Entente discrète avec l’UE pour fournir des armes aux janjawids
Mais depuis, la « crise des réfugiés » est passée par là. Effrayée à l’idée de voir arriver des « hordes » de migrants est-africains sur son territoire, Bruxelles a décidé de se rabibocher en catimini avec le dictateur islamiste par le truchement d’un accord tacite peu ragoûtant et qui pourrait se résumer en une formule lapidaire : « Nous fermerons les yeux sur vos déplacements, mais les réfugiés eux ne bougent plus. » Il y a quelques mois, dans le cadre du processus de Khartoum – mécanisme associant l’Europe et les pays d’origine et de destination des migrants en Afrique – un texte signé par l’Union européenne (UE) stipulait donc que Bruxelles soutenait les efforts du Soudan « pour lutter contre l’immigration clandestine », en formant notamment ses gardes-frontières. Depuis, l’accord commence à porter ses fruits. Début septembre, Hemeti, le chef des gardes-frontières, a même demandé à Bruxelles de reconnaître l’excellence de ses résultats. « L’UE devrait me remercier pour les sacrifices consentis par mes hommes », a-t-il déclaré à la presse locale. Une sortie qui n’était apparemment pas prévue dans la politique de communication de l’UE et qui a provoqué sa panique. Le 6 septembre, une délégation de l’Union européenne au Soudan publiait un communiqué de démenti : « L’Union européenne ne soutient en aucun cas la force d’action rapide (…) L’aide au Soudan ne passe pas par le gouvernement, mais par des organisations internationales ou des ONG. »
La polémique autour d’une éventuelle collaboration de Bruxelles avec Khartoum et ses supplétifs janjawids dans la gestion des réfugiés n’est pourtant pas nouvelle. En mai déjà, l’hebdomadaire allemand Der Spiegel et la télévision publique ARD avaient déclenché un tollé médiatique. D’après eux, le 23 mars dernier, les pays européens se seraient entendus discrètement pour que l’Allemagne fournisse du matériel de sécurité aux gardes-frontières soudanais, c’est-à-dire aux anciennes milices janjawids.

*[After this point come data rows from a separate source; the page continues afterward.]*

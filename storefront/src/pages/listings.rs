use crate::components::{EmptyState, StatCard};
use crate::state::use_market;
use ecofinds_commerce::prelude::*;
use ecofinds_commerce::session::Action;
use ecofinds_core::AppRoute;
use leptos::prelude::*;

/// The seller's own listings with status counts.
#[component]
pub fn ListingsPage() -> impl IntoView {
    let market = use_market();
    let stats = Memo::new(move |_| market.session.with(|s| s.listing_stats()));

    view! {
        <div class="page-heading">
            <h1>"My Listings"</h1>
            <p class="lead">"Manage your products and track their performance"</p>
        </div>

        <div class="stats">
            <StatCard value=Signal::derive(move || stats.get().total) label="Total Listings" tone="primary"/>
            <StatCard value=Signal::derive(move || stats.get().active) label="Active Listings" tone="success"/>
            <StatCard value=Signal::derive(move || stats.get().sold) label="Sold Items" tone="warning"/>
        </div>

        {move || {
            let listings = market.session.with(|s| s.listings.as_slice().to_vec());
            if listings.is_empty() {
                view! {
                    <EmptyState
                        title="No listings yet"
                        message="Start selling your items to build a sustainable marketplace"
                        cta="Browse the Marketplace"
                        route=AppRoute::Browse
                    />
                }
                    .into_any()
            } else {
                view! {
                    <div class="products">
                        {listings
                            .into_iter()
                            .map(|listing| view! { <ListingCard listing=listing/> })
                            .collect::<Vec<_>>()}
                    </div>
                }
                    .into_any()
            }
        }}
    }
}

#[component]
fn ListingCard(listing: Listing) -> impl IntoView {
    let market = use_market();
    let id = listing.id.clone();
    let badge = listing.status.style().css_class();

    view! {
        <div class="card listing-card">
            <div class="product-art">
                <span class="placeholder-initial">{listing.initial()}</span>
                <span class=badge>{listing.status.label()}</span>
            </div>
            <div class="product-info">
                <h3 class="line-clamp-1">{listing.title}</h3>
                <p class="muted line-clamp-2">{listing.description}</p>
                <div class="product-footer">
                    <div>
                        <p class="price">{listing.price.display()}</p>
                        <p class="muted small">{listing.category.name()}</p>
                    </div>
                    <div class="right">
                        <p class="small">{format!("{} views", listing.views)}</p>
                        <p class="muted small">{format!("{} likes", listing.likes)}</p>
                    </div>
                </div>
                <p class="muted small">{format!("Listed {}", listing.created_at.format("%b %-d, %Y"))}</p>
                <button
                    class="btn btn-outline btn-sm danger"
                    on:click=move |_| market.dispatch(Action::DeleteListing(id.clone()))
                >
                    "Delete"
                </button>
            </div>
        </div>
    }
}
use crate::components::EmptyState;
use crate::state::use_market;
use ecofinds_commerce::prelude::*;
use ecofinds_commerce::session::Action;
use ecofinds_core::AppRoute;
use leptos::prelude::*;

/// Shopping cart page
#[component]
pub fn CartPage() -> impl IntoView {
    let market = use_market();
    let is_empty = Memo::new(move |_| market.session.with(|s| s.cart.is_empty()));

    move || {
        if is_empty.get() {
            view! {
                <EmptyState
                    title="Your cart is empty"
                    message="Start adding some sustainable finds to your cart!"
                    cta="Start Shopping"
                    route=AppRoute::Browse
                />
            }
            .into_any()
        } else {
            view! { <CartContents/> }.into_any()
        }
    }
}

#[component]
fn CartContents() -> impl IntoView {
    let market = use_market();

    view! {
        <div class="page-heading">
            <h1>"Shopping Cart"</h1>
            <p class="lead">"Review your sustainable finds before checkout"</p>
        </div>

        <div class="cart-layout">
            <div class="cart-lines">
                <For
                    each=move || market.session.with(|s| s.cart.lines().to_vec())
                    key=|line| line.id.clone()
                    children=move |line| view! { <CartLine line=line/> }
                />
            </div>
            <OrderSummary/>
        </div>
    }
}

/// One line with quantity controls. Quantity is read live from the session
/// so the row survives quantity changes.
#[component]
fn CartLine(line: LineItem) -> impl IntoView {
    let market = use_market();
    let id = line.id.clone();
    let quantity = Memo::new(move |_| {
        market
            .session
            .with(|s| s.cart.get(&id).map(|l| l.quantity).unwrap_or_default())
    });
    let price = line.price;

    let dec_id = line.id.clone();
    let inc_id = line.id.clone();
    let remove_id = line.id.clone();

    view! {
        <div class="card cart-line">
            <div class="cart-art">
                <span class="placeholder-initial">{line.initial()}</span>
            </div>
            <div class="cart-details">
                <div class="cart-line-head">
                    <div>
                        <h3>{line.title}</h3>
                        <p class="muted small">"by " {line.seller} " \u{2022} " {line.category.name()}</p>
                    </div>
                    <button
                        class="btn-icon danger"
                        aria-label="Remove"
                        on:click=move |_| market.dispatch(Action::RemoveLine(remove_id.clone()))
                    >
                        "\u{1f5d1}"
                    </button>
                </div>
                <div class="cart-line-foot">
                    <div class="quantity">
                        <button
                            class="btn-icon"
                            aria-label="Decrease quantity"
                            disabled=move || quantity.get() <= 1
                            on:click=move |_| market.dispatch(Action::DecrementQuantity(dec_id.clone()))
                        >
                            "\u{2212}"
                        </button>
                        <span>{move || quantity.get().to_string()}</span>
                        <button
                            class="btn-icon"
                            aria-label="Increase quantity"
                            on:click=move |_| market.dispatch(Action::IncrementQuantity(inc_id.clone()))
                        >
                            "+"
                        </button>
                    </div>
                    <p class="price">{move || (price * quantity.get()).display()}</p>
                </div>
            </div>
        </div>
    }
}

#[component]
fn OrderSummary() -> impl IntoView {
    let market = use_market();
    let totals = Memo::new(move |_| market.session.with(|s| s.cart_totals()));
    let line_count = Memo::new(move |_| market.session.with(|s| s.cart.line_count()));
    let notice = market.session.with_untracked(|s| s.shipping.notice());

    view! {
        <div class="card order-summary">
            <h2>"Order Summary"</h2>
            <div class="summary-row">
                <span>{move || format!("Subtotal ({} items)", line_count.get())}</span>
                <span>{move || totals.get().subtotal.display()}</span>
            </div>
            <div class="summary-row">
                <span>"Shipping"</span>
                {move || {
                    let totals = totals.get();
                    if totals.is_free_shipping() {
                        view! { <span class="free">"Free"</span> }.into_any()
                    } else {
                        view! { <span>{totals.shipping.display()}</span> }.into_any()
                    }
                }}
            </div>
            <Show when=move || !totals.get().is_free_shipping()>
                <p class="muted small">{notice.clone()}</p>
            </Show>
            <hr/>
            <div class="summary-row total">
                <span>"Total"</span>
                <span class="price">{move || totals.get().total.display()}</span>
            </div>
            <button class="btn btn-block btn-lg" on:click=move |_| market.dispatch(Action::Checkout)>
                "Proceed to Checkout"
            </button>
            <a href=AppRoute::Browse.path() class="btn btn-outline btn-block">"Continue Shopping"</a>
        </div>
    }
}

Cette politique qui porte déjà ses fruits est cependant en totale contradiction avec les accords internationaux sur le droit des migrants fuyant des pays et États reconnus comme répressifs où leur vie est en danger. Depuis plusieurs mois, des centaines, peut-être des milliers d’Érythréens ont été renvoyés par le Soudan dans leur pays d’origine, l’une des dictatures militaires les plus répressives au monde. Récemment la journaliste érythréenne Meron Estefanos témoignait au micro de RFI : « Le 3 mai, 133 Érythréens qui voyageaient vers la Libye ont été arrêtés par des soldats soudanais et renvoyés en prison à Khartoum. Il n’y avait aucune menace de les voir renvoyés en Érythrée. Les familles pensaient qu’ils allaient être libérés après quelques semaines, comme d’habitude. Malheureusement, tard dans la nuit, il y a deux jours, ils ont été renvoyés en Érythrée. » En mai dernier, la députée européenne Front de gauche Marie-Christine Vergiat dénonçait l’opacité créée par Bruxelles autour de cet accord de coopération. Un voile pudique posé par des gouvernements de droite et sociaux-démocrates qui soutiennent des politiques anti-migratoires aux antipodes des droits de l’homme. « On a beaucoup de mal à avoir des informations sur la concrétisation de ces accords avec le Soudan ou avec l’Érythrée, expliquait-elle. J’ai récemment interrogé la Commission sur l’Érythrée, on m’a répondu : secret diplomatique. »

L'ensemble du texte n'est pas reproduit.